Only the people directly involved in the bid-rigging scheme of former Madison County Treasurer Fred Bathon will be on the hook for reimbursing people who were cheated, an appeals court has decided.
The 5th District Appellate Court in Mount Vernon has ruled that Madison County will be removed as a defendant from a class-action lawsuit brought by people who were defrauded in a scheme to rig the bidding process for delinquent property taxes under Bathon’s tenure as treasurer.
Bathon served 18 months in federal prison for rigging Madison County tax auctions at the highest interest rates to benefit the tax buyers, some of whom also went to prison. Several people who lost money or property to the scheme filed a class-action lawsuit against the county and many others, including Bathon, in an attempt to recoup their losses.
Among the defendants was Madison County itself, which would have required that taxpayer money would be spent to reimburse the victims. That was applauded by current Treasurer Kurt Prenzler, who is running for county board chairman opposite incumbent Chairman Alan Dunstan, who opposed it.

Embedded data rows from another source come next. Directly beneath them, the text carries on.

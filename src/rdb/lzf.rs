//! LZF decompression for compressed RDB strings.
//!
//! Each control byte either starts a literal run or a back-reference:
//!
//! ```text
//! 000LLLLL <L+1 literal bytes>
//! LLLooooo oooooooo              length L+2, offset o+1 back
//! 111ooooo LLLLLLLL oooooooo     length L+9, offset o+1 back
//! ```
//!
//! The longest back-reference turns 3 input bytes into 264 output bytes, so
//! a declared length above `88 * input.len()` cannot be honest and is
//! rejected before anything is allocated.

use super::{RdbError, RdbResult};

const MAX_EXPANSION: usize = 88;

/// Decompresses `input`, which must expand to exactly `out_len` bytes.
pub fn decompress(input: &[u8], out_len: usize) -> RdbResult<Vec<u8>> {
    if out_len > input.len().saturating_mul(MAX_EXPANSION) {
        return Err(RdbError::Lzf(format!(
            "{} compressed bytes cannot expand to {}",
            input.len(),
            out_len
        )));
    }
    if out_len == 0 {
        return if input.is_empty() {
            Ok(Vec::new())
        } else {
            Err(RdbError::Lzf("output exceeds declared length".into()))
        };
    }

    let out = ::lzf::decompress(input, out_len).map_err(|e| RdbError::Lzf(format!("{:?}", e)))?;
    if out.len() != out_len {
        return Err(RdbError::Lzf(format!(
            "expected {} bytes, got {}",
            out_len,
            out.len()
        )));
    }
    Ok(out)
}
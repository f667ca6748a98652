//! Intset decoding: `<width u32><count u32><values...>`, little-endian.

use super::cursor::SliceCursor;
use super::RdbResult;
use bytes::Bytes;

pub fn decode(buf: &[u8]) -> RdbResult<Vec<Bytes>> {
    let mut cur = SliceCursor::new(buf, "intset");
    let width = cur.u32_le()?;
    let count = cur.u32_le()? as usize;

    if !matches!(width, 2 | 4 | 8) {
        return Err(cur.error(format!("invalid element width {}", width)));
    }
    if cur.remaining() != count * width as usize {
        return Err(cur.error(format!(
            "{} elements of {} bytes do not match {} remaining bytes",
            count,
            width,
            cur.remaining()
        )));
    }

    let mut out = Vec::with_capacity(count);
    for _ in 0..count {
        let v = match width {
            2 => cur.i16_le()? as i64,
            4 => cur.i32_le()? as i64,
            _ => cur.i64_le()?,
        };
        out.push(Bytes::from(v.to_string()));
    }
    Ok(out)
}
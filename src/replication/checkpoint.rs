//! Persisted resume point of a replication session.
//!
//! The file holds one line, `<replid> <offset> <db>`: the replication id, the
//! offset just past the last live command handed to dispatch, and the
//! database that command ran in. It is rewritten through a temporary file
//! and a rename so a crash never leaves half a line behind.

use std::path::Path;
use tokio::fs;
use tracing::{debug, warn};

pub const FILE_NAME: &str = "checkpoint";

#[derive(Debug, Clone, PartialEq, Eq)]
pub struct Checkpoint {
    pub replid: String,
    pub offset: u64,
    pub db: u32,
}

impl Checkpoint {
    pub fn new(replid: impl Into<String>, offset: u64, db: u32) -> Self {
        Self {
            replid: replid.into(),
            offset,
            db,
        }
    }

    pub fn parse(text: &str) -> Option<Self> {
        let mut parts = text.split_whitespace();
        let replid = parts.next()?;
        let offset = parts.next()?.parse().ok()?;
        let db = parts.next().map(str::parse).unwrap_or(Ok(0)).ok()?;
        if parts.next().is_some() || replid.len() != 40 {
            return None;
        }
        Some(Self::new(replid, offset, db))
    }

    /// Arguments for `PSYNC`: the next byte wanted is `offset + 1`.
    pub fn psync_args(&self) -> (String, String) {
        (self.replid.clone(), (self.offset + 1).to_string())
    }

    /// Reads the checkpoint, treating a missing or malformed file as absent.
    pub async fn load(dir: &Path) -> std::io::Result<Option<Self>> {
        let path = dir.join(FILE_NAME);
        let text = match fs::read_to_string(&path).await {
            Ok(text) => text,
            Err(e) if e.kind() == std::io::ErrorKind::NotFound => return Ok(None),
            Err(e) => return Err(e),
        };
        let checkpoint = Self::parse(&text);
        if checkpoint.is_none() {
            warn!(path = %path.display(), content = %text.trim(), "ignoring malformed checkpoint");
        }
        Ok(checkpoint)
    }

    pub async fn store(&self, dir: &Path) -> std::io::Result<()> {
        let tmp = dir.join(format!("{}.tmp", FILE_NAME));
        fs::write(&tmp, format!("{} {} {}\n", self.replid, self.offset, self.db)).await?;
        fs::rename(&tmp, dir.join(FILE_NAME)).await?;
        debug!(replid = %self.replid, offset = self.offset, db = self.db, "checkpoint stored");
        Ok(())
    }

    pub async fn remove(dir: &Path) -> std::io::Result<()> {
        match fs::remove_file(dir.join(FILE_NAME)).await {
            Err(e) if e.kind() != std::io::ErrorKind::NotFound => Err(e),
            _ => Ok(()),
        }
    }
}
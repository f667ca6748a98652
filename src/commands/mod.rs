//! Command Metadata
//!
//! Replayed commands are never executed here. This module only answers the
//! questions the pipeline and the writers ask about a command:
//!
//! - `table`: what is it called, which group does it belong to, and which
//!   arguments are keys
//! - `slot`: which cluster hash slot does each key belong to
//!
//! ```text
//! ["ZUNIONSTORE", "dst", "2", "a", "b"]
//!        │
//!        ▼  table::calc_keys
//! name=ZUNIONSTORE group=SORTED_SET keys at [1, 3, 4]
//!        │
//!        ▼  slot::key_slot
//! slots=[...]  (a writer for a cluster needs them all equal)
//! ```

pub mod slot;
pub mod table;

pub use slot::{key_slot, SLOT_COUNT};
pub use table::{calc_keys, command_name, CommandInfo, KeySpec};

“Only the criminal co-conspirators who profited from this conspiracy, several of whom served prison sentences for this crime, should be made responsible for restitution to the victims,” Dunstan said. “Taxpayers should not have to pay the bill for corruption by tax buyers and their co-conspirator, the former treasurer. With this decision by the court, Madison County officials again have been exonerated of any liability and we now have saved taxpayers from having to potentially pay millions of dollars in damages.”
Prenzler said he believes the county should pay the victims first, and then seek reimbursement from Bathon and his co-conspirators.
“It’s been more than 10 years since the first crooked tax sale,” Prenzler said. “The victims lost more than $4 million — and that doesn’t count those who lost their homes — and they have not received one dollar in restitution. Those swindled were struggling families who could not pay their taxes on time. This scheme to benefit Democrat campaign contributors preyed on the weak. My goal has always been to see that these people receive restitution.”
Dunstan said he believes using taxpayer money to repay Bathon’s victims would have been “reckless” and “a jackpot for the lawyers.”
“Had we followed Mr. Prenzler’s plan, Madison County taxpayers would have, in effect, been paying for the corruption in the treasurer’s office when the blame and responsibility for restitution belongs to the criminal co-conspirators who secretly rigged the tax sales. Obviously, the court agrees,” Dunstan said. “The Appellate Court confirmed what we have been saying since this case was initially filed, the parties directly involved in this criminal conspiracy are responsible, and not Madison County government, or its public officials, nor the citizens of Madison County.”
Bathon’s scheme forced 10,000 Madison County property owners into paying excessive interest rates and penalties from 2005-09 on delinquent taxes. Bathon pleaded guilty in January 2014 to a federal bid-rigging charge and was sentenced to 30 months in prison, of which he served 18 months.
Taxbuyers John Vassen, Scott McLean and Barrett Rochman were sentenced to terms ranging from 16 months to two years at a minimum security federal prison camp. The guilty pleas and subsequent lawsuits occurred more than three years after an investigative series by the Belleville News-Democrat exposed Bathon’s scheme.
Prenzler has previously argued that the county could put the money saved from Bathon’s pension — which he lost as a result of his felony conviction — with other funds to pay for the lawsuit. But Madison County State’s Attorney Tom Gibbons has said such use of those funds is illegal.
A year ago, the appellate court allowed the case to become a class action, and included Madison County as a defendant. However, they left a window for the county to pursue removal as a separate appeal, Gibbons said.
“The best thing is that the taxpayers aren’t on the hook here,” Gibbons said. “We have established what we’ve said all along: the responsibility does not lie with taxpayers. Don Weber and these attorneys are trying to make money off the taxpayers when there’s a group of people clearly responsible for this, who went to prison for it. I expected and hoped the court would rule this way.”
Gibbons said the case will now move forward against Bathon and the tax buyers, though the plaintiffs could appeal to the Illinois Supreme Court. However, he said he believes the appellate court’s ruling was well-argued. “I’m confident this decision will stand,” he said.
Weber, who represents the plaintiffs, is a political ally of Prenzler. He said he is now “only marginally involved” in the case, but criticized Gibbons and the county for fighting the class-action suit.
“I think the county needs to take some action to make sure these criminals don’t get to keep the $4-5 million they stole,” Weber said. “I thought (Gibbons) should have directed his efforts toward recovering the money … the county should have been pursuing the criminal defendants all along.”